Edited on Fri Apr-02-04 10:04 AM by slavkomae
Tito kept the Balkan nations under one banner by using an iron fist, as Saddam did with Iraq.

I was born in Yugoslavia while Tito was still alive -- though near the end of his life. In my estimation, there was more freedom in Tito's Yugoslavia than there was in McCarthy's US, around that time; and closer to the end of his life, it wasn't much different than it is here in Bush's US. This isn't to say that Yugoslavia was an oasis of blossoming freedom -- I went to elementary school soon after Tito's death, and I remember political propagandizing inextricably entangled with education. But there was no "iron fist" -- not after, say, 1960. I don't know of anyone who went to jail or got into legal trouble for any kind of a political offense -- that came later, with Milosevic. But you could travel (my father did his PhD at CUNY in 1980-1981, for example; people went to vacations all over Europe and the world, and Yugoslavian coast was a favorite summer destination for Europeans), there was no banned books, movies and books in Yugoslavia widely criticized the socialist system, etc. Now, it WAS a one-party system, that's true -- but we have a 2-party system here, and for a politician to be succesful, he/she has to adhere to a very narrow span of the political spectrum. Yeah, it's great that Dennis Kucinich can call himself a candidate -- except that in practical terms, his candidacy is as good as nonexistent. The difference is mainly on paper -- people in Yugoslavia didn't feel any more oppressed than people here do.

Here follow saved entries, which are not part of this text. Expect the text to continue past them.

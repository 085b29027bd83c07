//! Filesystem utilities for the cache directory.

use std::io::ErrorKind;
use std::path::Path;

/// Remove all files and directories in the given directory, but not the
/// directory itself.
pub async fn remove_dir_contents(path: &Path) -> std::io::Result<()> {
    let mut entries = tokio::fs::read_dir(path).await?;
    while let Some(entry) = entries.next_entry().await? {
        let path = entry.path();
        if tokio::fs::metadata(&path).await?.is_dir() {
            tokio::fs::remove_dir_all(path).await?;
        } else {
            tokio::fs::remove_file(path).await?;
        }
    }
    Ok(())
}

/// Create `path` and any missing parents. The final directory is owner-only
/// (0700).
pub async fn create_dir_restricted(path: &Path) -> std::io::Result<()> {
    let mut builder = tokio::fs::DirBuilder::new();
    builder.recursive(true);
    builder.mode(0o700);
    builder.create(path).await
}

/// Truncate the file at `path` to zero length, reclaiming its disk blocks
/// even while other descriptors remain open. A missing file counts as done.
pub async fn truncate_idempotent(path: &Path) -> std::io::Result<()> {
    match tokio::fs::OpenOptions::new().write(true).open(path).await {
        Ok(file) => file.set_len(0).await,
        Err(e) if e.kind() == ErrorKind::NotFound => Ok(()),
        Err(e) => Err(e),
    }
}

/// Unlink the file at `path`. A missing file counts as done.
pub async fn remove_file_idempotent(path: &Path) -> std::io::Result<()> {
    match tokio::fs::remove_file(path).await {
        Ok(()) => Ok(()),
        Err(e) if e.kind() == ErrorKind::NotFound => Ok(()),
        Err(e) => Err(e),
    }
}
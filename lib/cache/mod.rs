/// Asynchronous download jobs and their registry.
pub mod download;
/// File-backed cache coordinator.
pub mod fcache;
/// Cache key and per-object cache record.
pub mod file_info;
/// Per-read cache handle.
pub mod handle;
/// Bounded, byte-budgeted LRU index.
pub mod lru;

It's not the disappearance of Tito that made some inherent hatreds surface. It is that those hatreds are always flammable on the Balkans and it isn't hard to resurrect them -- which is exactly what the new governments, post-Berlin wall, did, for their own political gain. And a lot of their methods were very analogous to Bush's handling of "War on Terror".

I know this doesn't have much to do with your post, but I just thought I'd talk about this myth that Tito's Yugoslavia was some kind of a Stalinist dungeon. It wasn't.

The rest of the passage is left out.